__Source data__

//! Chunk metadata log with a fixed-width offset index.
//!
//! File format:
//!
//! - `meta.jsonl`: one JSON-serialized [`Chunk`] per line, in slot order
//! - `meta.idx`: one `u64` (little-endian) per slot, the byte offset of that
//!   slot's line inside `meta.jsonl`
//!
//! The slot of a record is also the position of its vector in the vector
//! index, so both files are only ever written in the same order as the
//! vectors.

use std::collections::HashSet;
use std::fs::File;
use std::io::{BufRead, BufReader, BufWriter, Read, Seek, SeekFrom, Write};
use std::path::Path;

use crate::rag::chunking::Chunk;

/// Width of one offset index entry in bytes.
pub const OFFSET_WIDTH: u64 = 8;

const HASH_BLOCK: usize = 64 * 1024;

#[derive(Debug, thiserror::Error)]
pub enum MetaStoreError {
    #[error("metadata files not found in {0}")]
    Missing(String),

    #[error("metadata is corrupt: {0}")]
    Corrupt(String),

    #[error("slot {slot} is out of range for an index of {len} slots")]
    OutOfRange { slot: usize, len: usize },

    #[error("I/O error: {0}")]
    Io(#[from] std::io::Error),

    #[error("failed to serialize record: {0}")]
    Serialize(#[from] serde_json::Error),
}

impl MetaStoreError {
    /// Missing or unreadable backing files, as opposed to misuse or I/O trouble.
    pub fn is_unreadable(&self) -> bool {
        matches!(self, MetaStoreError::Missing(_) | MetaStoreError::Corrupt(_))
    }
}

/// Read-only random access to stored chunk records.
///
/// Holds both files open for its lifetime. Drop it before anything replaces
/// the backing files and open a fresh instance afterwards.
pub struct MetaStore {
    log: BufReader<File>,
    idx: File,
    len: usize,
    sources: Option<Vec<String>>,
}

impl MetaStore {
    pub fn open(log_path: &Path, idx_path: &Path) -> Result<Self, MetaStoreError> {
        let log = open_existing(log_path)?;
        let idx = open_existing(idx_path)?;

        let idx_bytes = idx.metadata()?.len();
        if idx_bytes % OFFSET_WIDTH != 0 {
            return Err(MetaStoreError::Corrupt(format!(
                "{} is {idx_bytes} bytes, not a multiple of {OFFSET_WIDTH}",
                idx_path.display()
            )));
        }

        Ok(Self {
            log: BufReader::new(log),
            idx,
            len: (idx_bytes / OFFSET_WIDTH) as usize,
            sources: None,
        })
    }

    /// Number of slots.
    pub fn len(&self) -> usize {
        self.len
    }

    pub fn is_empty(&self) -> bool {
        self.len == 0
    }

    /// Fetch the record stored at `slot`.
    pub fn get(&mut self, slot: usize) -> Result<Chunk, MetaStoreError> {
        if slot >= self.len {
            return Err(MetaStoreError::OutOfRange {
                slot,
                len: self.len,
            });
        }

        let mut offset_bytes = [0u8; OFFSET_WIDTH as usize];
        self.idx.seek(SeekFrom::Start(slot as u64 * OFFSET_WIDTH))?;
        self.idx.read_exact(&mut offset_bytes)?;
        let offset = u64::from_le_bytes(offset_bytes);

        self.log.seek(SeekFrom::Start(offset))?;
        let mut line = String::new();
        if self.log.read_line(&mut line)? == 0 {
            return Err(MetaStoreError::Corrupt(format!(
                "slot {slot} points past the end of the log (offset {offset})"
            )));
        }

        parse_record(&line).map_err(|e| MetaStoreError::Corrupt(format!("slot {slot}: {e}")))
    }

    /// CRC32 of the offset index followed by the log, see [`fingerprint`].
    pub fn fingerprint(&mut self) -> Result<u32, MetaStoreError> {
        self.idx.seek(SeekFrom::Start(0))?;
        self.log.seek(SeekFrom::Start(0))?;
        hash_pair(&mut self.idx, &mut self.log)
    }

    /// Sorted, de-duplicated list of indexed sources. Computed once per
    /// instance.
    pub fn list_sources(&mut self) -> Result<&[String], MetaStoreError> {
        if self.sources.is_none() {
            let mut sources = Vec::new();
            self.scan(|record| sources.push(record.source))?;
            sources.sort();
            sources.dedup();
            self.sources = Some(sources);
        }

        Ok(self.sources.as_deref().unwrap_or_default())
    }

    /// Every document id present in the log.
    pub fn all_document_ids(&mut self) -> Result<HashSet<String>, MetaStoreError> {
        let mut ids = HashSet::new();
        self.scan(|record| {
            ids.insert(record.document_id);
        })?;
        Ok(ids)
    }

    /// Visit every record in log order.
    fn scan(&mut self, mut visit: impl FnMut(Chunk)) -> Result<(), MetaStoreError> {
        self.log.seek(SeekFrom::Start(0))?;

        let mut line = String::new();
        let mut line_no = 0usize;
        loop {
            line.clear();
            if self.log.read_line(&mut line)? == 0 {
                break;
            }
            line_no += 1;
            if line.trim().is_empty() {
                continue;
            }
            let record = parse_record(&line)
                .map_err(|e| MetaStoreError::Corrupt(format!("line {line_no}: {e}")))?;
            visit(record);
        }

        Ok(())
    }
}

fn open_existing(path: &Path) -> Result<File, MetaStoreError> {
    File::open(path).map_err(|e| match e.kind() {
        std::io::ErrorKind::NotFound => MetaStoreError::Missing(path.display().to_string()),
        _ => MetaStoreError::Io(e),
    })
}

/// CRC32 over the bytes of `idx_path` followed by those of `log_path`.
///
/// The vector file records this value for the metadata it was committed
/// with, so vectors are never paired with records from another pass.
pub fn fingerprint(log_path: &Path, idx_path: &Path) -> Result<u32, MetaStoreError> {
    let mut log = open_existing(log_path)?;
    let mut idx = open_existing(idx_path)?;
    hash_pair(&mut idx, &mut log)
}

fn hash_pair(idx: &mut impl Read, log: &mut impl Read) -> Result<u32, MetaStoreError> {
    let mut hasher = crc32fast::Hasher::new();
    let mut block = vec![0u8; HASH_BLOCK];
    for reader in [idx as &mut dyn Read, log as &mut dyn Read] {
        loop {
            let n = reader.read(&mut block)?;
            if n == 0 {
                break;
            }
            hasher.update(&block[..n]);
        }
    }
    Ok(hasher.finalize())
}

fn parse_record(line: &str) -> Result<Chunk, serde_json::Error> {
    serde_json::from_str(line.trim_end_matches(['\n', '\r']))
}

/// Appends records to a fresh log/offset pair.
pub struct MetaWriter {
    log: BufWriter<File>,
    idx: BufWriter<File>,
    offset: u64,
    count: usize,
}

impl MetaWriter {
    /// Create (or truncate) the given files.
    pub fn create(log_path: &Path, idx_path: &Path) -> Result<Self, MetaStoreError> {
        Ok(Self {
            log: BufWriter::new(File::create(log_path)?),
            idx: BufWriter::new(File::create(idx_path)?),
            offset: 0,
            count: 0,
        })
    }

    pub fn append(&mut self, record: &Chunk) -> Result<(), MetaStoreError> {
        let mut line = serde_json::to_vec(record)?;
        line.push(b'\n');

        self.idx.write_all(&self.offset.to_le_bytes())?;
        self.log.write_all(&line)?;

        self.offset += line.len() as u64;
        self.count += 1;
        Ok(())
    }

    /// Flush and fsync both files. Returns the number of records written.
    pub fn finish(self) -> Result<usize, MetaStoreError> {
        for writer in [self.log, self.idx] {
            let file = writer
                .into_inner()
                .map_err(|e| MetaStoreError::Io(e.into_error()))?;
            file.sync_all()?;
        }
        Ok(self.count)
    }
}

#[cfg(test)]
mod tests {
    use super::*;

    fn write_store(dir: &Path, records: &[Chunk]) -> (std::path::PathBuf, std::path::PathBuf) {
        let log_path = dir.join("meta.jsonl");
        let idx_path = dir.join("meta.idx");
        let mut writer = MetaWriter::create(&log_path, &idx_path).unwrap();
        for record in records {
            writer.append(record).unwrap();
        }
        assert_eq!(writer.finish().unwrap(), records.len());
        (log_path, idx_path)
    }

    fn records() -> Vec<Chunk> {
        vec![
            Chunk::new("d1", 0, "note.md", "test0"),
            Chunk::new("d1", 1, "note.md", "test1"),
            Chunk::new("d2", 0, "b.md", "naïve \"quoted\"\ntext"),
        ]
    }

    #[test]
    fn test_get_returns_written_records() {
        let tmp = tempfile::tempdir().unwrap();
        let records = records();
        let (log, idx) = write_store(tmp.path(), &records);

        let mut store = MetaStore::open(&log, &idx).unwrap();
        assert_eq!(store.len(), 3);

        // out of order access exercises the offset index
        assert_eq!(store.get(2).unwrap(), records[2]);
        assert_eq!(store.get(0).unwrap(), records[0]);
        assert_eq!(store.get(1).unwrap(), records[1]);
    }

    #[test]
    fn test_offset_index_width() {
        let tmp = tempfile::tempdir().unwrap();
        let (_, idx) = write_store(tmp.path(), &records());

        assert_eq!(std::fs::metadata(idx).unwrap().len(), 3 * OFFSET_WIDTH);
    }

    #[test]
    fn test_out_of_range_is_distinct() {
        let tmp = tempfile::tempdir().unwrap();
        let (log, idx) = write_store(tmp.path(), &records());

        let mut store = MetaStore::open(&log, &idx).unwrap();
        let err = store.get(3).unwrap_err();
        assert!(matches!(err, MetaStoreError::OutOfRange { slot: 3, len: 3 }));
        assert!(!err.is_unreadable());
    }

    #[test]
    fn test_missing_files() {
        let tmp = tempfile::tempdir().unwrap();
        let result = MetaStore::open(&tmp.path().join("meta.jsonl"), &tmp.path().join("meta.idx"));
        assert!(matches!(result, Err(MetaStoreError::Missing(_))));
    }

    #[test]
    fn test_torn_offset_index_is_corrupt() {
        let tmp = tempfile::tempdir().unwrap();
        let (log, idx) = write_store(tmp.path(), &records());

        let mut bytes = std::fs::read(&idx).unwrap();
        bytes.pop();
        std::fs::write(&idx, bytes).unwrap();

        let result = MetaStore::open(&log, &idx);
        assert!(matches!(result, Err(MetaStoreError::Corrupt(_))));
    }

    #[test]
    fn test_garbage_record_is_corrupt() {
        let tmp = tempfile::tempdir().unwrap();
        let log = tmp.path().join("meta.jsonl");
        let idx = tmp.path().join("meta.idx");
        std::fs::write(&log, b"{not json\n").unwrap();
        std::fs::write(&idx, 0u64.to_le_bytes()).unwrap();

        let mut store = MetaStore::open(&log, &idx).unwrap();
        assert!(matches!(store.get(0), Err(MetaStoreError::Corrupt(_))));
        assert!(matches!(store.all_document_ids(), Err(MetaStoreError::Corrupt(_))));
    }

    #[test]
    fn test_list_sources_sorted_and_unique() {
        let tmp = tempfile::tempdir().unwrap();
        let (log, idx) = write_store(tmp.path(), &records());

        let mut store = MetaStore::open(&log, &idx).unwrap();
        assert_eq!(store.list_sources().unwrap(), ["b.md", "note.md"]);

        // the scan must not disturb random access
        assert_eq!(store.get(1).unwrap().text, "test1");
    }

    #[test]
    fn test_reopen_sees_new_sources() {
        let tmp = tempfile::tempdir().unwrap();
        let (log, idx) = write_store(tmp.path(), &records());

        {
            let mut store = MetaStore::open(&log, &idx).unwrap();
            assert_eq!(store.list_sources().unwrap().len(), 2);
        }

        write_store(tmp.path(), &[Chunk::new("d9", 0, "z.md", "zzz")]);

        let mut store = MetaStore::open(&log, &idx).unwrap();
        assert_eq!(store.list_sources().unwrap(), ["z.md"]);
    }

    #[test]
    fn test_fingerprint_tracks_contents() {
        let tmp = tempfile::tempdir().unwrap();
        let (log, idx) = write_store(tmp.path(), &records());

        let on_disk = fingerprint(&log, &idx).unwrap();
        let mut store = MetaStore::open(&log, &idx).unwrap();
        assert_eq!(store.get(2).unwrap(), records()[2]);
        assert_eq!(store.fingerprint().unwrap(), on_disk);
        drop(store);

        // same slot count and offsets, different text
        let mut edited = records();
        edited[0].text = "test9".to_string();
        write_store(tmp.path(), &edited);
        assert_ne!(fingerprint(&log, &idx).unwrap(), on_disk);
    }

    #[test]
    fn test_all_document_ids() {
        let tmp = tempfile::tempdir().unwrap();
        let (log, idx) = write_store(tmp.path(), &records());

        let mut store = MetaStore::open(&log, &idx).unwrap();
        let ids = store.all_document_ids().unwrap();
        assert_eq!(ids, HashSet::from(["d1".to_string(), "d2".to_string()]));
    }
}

__What to do__
What lines in the material include the string "instance"? Pull each one out.

__Answer to the problem__
/// the backing files and open a fresh instance afterwards.
    /// instance.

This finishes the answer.